Tuesday, January 24, 2006

#86

Wordsworth. "Books! 'tis a dull and endless strife." Yet I imagined, snug in gloves and jacket at the 8th Street laundromat, a catalogue (the epic sort) of what Stephen has read. Matched and countered by his Cranly's musical selection. The reader's aural visions; the hearer's florid phrases. There needn't be a preference. Each figure (DC calls them mere effects of prose) a cutting transplant. And the Asian woman at the bank of dryers?
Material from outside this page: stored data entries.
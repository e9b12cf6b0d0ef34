// SPDX-License-Identifier: MPL-2.0
//! Cancellable deadline queue.
//!
//! Each scheduled task is identified by a [`TimerHandle`]. Cancelling a
//! handle removes the task outright, so a cancelled task can never fire.
//! Tasks due at the same instant fire in scheduling order.

use std::collections::BTreeMap;
use std::time::Instant;

/// Handle to a scheduled task.
#[derive(Debug, Clone, Copy, PartialEq, Eq, Hash, PartialOrd, Ord)]
pub struct TimerHandle {
    due: Instant,
    seq: u64,
}

impl TimerHandle {
    /// When the task is due.
    #[must_use]
    pub fn due(self) -> Instant {
        self.due
    }
}

/// Pending tasks ordered by deadline.
#[derive(Debug)]
pub struct Timers<T> {
    pending: BTreeMap<TimerHandle, T>,
    next_seq: u64,
}

impl<T> Default for Timers<T> {
    fn default() -> Self {
        Self {
            pending: BTreeMap::new(),
            next_seq: 0,
        }
    }
}

impl<T> Timers<T> {
    #[must_use]
    pub fn new() -> Self {
        Self::default()
    }

    /// Schedules `task` to fire at `due`.
    pub fn schedule(&mut self, due: Instant, task: T) -> TimerHandle {
        let handle = TimerHandle {
            due,
            seq: self.next_seq,
        };
        self.next_seq += 1;
        self.pending.insert(handle, task);
        handle
    }

    /// Cancels a pending task, returning it if it had not fired yet.
    pub fn cancel(&mut self, handle: TimerHandle) -> Option<T> {
        self.pending.remove(&handle)
    }

    #[must_use]
    pub fn is_pending(&self, handle: TimerHandle) -> bool {
        self.pending.contains_key(&handle)
    }

    /// Removes and returns the earliest task due at or before `now`.
    pub fn pop_due(&mut self, now: Instant) -> Option<(Instant, T)> {
        let due = self.pending.first_key_value()?.0.due;
        if due > now {
            return None;
        }
        self.pending
            .pop_first()
            .map(|(handle, task)| (handle.due, task))
    }

    /// Deadline of the earliest pending task.
    #[must_use]
    pub fn next_due(&self) -> Option<Instant> {
        self.pending.keys().next().map(|handle| handle.due)
    }

    #[must_use]
    pub fn len(&self) -> usize {
        self.pending.len()
    }

    #[must_use]
    pub fn is_empty(&self) -> bool {
        self.pending.is_empty()
    }

    /// Cancels every pending task.
    pub fn clear(&mut self) {
        self.pending.clear();
    }
}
She pressed her hand aginst one of the machines' glass doors, and sounded (in complaint? surprise? communion?), not WaRM eNough.

Other ideas over coffee. Flaky brown croissant. Characters. Someone whose name is Goodman. And another, very fair. Andy calls her Polly, but her name is Lora. On Fairmount Ave? Remember: Ricki. A flyer from my radio show nabbed and hung abover her bed. Ample flesh, and not pretty. (Maybe call her Alexine?). But poetry fills her spacious room, and Titania calls in the evening. She can hear things said in Spenser. Pansies in her garden, so much love-in-idleness. Cats and strays that come.

Remember, to square means quarrel. And Cage, if read in sunlight, can be quite boring. I wonder... are we artists or are we men? There's that store: THE GOLDEN DOUGHNUT. And that other: NUTS TO YOU. I have socks upon the radiator drying after the wash. I have photographs from Erica's party, much too grainy on the screen. And I have a line from MND, taken out of context: "Bless thee, Bottom, bless thee. Thou art translated."